What you have to do: Beginning at the line that contains "pub mod view;", write out each remaining line of the entries below exactly as it stands.
*** Block opens ***
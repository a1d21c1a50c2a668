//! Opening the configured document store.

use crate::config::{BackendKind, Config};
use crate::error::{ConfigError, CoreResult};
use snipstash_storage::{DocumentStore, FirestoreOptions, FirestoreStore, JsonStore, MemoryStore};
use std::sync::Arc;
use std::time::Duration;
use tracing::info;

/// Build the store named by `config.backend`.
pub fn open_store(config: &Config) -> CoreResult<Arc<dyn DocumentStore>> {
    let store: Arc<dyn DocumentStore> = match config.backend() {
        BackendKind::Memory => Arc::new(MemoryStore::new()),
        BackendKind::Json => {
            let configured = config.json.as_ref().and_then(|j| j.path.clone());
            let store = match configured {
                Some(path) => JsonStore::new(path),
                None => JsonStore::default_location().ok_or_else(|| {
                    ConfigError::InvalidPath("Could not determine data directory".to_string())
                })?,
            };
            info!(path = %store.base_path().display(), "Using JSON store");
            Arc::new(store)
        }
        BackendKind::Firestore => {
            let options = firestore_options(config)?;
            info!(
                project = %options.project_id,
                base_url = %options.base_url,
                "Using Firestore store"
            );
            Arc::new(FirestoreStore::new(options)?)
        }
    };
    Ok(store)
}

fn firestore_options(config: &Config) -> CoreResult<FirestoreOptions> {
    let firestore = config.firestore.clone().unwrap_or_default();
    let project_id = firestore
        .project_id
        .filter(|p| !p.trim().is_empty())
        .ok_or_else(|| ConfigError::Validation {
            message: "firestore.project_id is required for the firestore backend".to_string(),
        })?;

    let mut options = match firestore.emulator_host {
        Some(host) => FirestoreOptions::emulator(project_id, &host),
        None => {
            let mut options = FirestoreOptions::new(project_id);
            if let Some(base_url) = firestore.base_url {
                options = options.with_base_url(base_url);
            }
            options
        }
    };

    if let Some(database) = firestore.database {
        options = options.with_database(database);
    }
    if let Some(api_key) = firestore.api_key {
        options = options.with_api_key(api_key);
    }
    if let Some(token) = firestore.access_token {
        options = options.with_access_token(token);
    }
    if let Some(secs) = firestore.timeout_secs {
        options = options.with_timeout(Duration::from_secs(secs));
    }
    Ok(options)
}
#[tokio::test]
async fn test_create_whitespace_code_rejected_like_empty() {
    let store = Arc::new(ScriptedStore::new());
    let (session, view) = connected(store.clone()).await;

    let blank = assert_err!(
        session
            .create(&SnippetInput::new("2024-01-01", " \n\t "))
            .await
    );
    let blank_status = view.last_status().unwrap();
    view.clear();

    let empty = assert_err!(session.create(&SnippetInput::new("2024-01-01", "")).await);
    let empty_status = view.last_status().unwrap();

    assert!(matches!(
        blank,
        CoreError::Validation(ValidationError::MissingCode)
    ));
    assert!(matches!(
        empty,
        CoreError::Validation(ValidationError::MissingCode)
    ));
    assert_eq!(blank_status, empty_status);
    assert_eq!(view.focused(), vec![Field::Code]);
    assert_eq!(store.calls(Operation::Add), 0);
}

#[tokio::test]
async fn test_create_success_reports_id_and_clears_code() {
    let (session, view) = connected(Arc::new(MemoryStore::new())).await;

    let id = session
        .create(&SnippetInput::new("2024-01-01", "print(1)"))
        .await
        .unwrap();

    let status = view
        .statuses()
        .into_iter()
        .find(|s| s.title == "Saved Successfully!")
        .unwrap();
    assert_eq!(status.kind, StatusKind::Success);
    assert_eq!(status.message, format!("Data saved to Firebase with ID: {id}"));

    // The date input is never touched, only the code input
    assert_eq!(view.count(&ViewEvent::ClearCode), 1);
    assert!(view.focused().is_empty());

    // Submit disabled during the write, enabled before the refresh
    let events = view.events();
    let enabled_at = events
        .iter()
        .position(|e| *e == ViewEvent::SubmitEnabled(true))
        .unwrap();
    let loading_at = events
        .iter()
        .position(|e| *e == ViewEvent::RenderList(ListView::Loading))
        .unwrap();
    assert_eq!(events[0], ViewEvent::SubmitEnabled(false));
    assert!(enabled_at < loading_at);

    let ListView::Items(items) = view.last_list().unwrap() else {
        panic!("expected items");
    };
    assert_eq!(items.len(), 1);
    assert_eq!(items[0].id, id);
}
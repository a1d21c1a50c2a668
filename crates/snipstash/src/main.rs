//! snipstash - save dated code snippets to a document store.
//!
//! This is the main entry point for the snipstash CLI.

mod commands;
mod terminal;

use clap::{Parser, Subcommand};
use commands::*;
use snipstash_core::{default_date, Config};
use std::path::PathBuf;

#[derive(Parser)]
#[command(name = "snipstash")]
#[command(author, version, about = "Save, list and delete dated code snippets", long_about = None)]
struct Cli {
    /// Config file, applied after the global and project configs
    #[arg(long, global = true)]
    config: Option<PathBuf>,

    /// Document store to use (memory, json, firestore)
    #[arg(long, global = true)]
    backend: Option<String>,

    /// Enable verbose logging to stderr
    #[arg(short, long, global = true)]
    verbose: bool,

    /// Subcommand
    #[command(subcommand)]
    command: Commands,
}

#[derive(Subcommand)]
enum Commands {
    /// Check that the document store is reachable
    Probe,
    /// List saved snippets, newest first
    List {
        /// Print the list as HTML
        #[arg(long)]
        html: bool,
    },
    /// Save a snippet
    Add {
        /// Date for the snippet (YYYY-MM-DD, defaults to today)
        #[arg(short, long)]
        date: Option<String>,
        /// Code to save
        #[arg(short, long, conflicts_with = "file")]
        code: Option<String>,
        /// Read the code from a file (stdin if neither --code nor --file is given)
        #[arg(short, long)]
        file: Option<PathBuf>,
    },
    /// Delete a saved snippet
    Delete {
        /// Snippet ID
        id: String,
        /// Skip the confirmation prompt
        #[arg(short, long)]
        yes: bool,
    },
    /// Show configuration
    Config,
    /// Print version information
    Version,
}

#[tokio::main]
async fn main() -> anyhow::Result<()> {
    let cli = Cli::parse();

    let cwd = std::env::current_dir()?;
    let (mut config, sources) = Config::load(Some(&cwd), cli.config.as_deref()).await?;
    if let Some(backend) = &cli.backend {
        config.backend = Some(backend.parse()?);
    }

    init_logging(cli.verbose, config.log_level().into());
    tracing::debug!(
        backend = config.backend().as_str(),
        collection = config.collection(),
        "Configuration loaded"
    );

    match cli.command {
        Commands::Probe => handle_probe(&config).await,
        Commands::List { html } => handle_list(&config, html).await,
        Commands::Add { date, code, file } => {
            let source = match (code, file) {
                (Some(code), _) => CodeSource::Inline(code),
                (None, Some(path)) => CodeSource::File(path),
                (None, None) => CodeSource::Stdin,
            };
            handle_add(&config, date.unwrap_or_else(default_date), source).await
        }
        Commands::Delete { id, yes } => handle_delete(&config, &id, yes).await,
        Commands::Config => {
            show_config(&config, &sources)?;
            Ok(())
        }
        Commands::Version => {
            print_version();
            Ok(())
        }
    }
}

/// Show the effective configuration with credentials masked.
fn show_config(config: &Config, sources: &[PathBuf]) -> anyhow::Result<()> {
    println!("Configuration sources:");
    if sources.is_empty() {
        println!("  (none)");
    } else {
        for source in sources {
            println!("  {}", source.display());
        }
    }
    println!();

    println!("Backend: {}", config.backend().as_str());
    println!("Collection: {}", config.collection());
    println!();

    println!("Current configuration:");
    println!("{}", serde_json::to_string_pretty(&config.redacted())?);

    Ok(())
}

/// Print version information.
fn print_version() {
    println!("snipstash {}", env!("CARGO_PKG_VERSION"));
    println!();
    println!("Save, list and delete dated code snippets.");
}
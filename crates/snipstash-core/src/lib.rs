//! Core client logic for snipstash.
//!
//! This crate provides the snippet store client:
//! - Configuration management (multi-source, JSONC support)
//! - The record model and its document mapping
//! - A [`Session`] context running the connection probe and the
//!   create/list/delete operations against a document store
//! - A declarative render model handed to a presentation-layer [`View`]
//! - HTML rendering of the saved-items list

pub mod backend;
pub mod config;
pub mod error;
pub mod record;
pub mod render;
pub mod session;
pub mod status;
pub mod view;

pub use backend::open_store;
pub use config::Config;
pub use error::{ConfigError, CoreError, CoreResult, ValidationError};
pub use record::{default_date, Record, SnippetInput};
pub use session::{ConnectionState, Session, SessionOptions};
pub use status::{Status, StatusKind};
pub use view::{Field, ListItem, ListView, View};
*** Block closes ***
Expected output:
pub mod view;

pub use backend::open_store;
pub use config::Config;
pub use error::{ConfigError, CoreError, CoreResult, ValidationError};
pub use record::{default_date, Record, SnippetInput};
pub use session::{ConnectionState, Session, SessionOptions};
pub use status::{Status, StatusKind};
pub use view::{Field, ListItem, ListView, View};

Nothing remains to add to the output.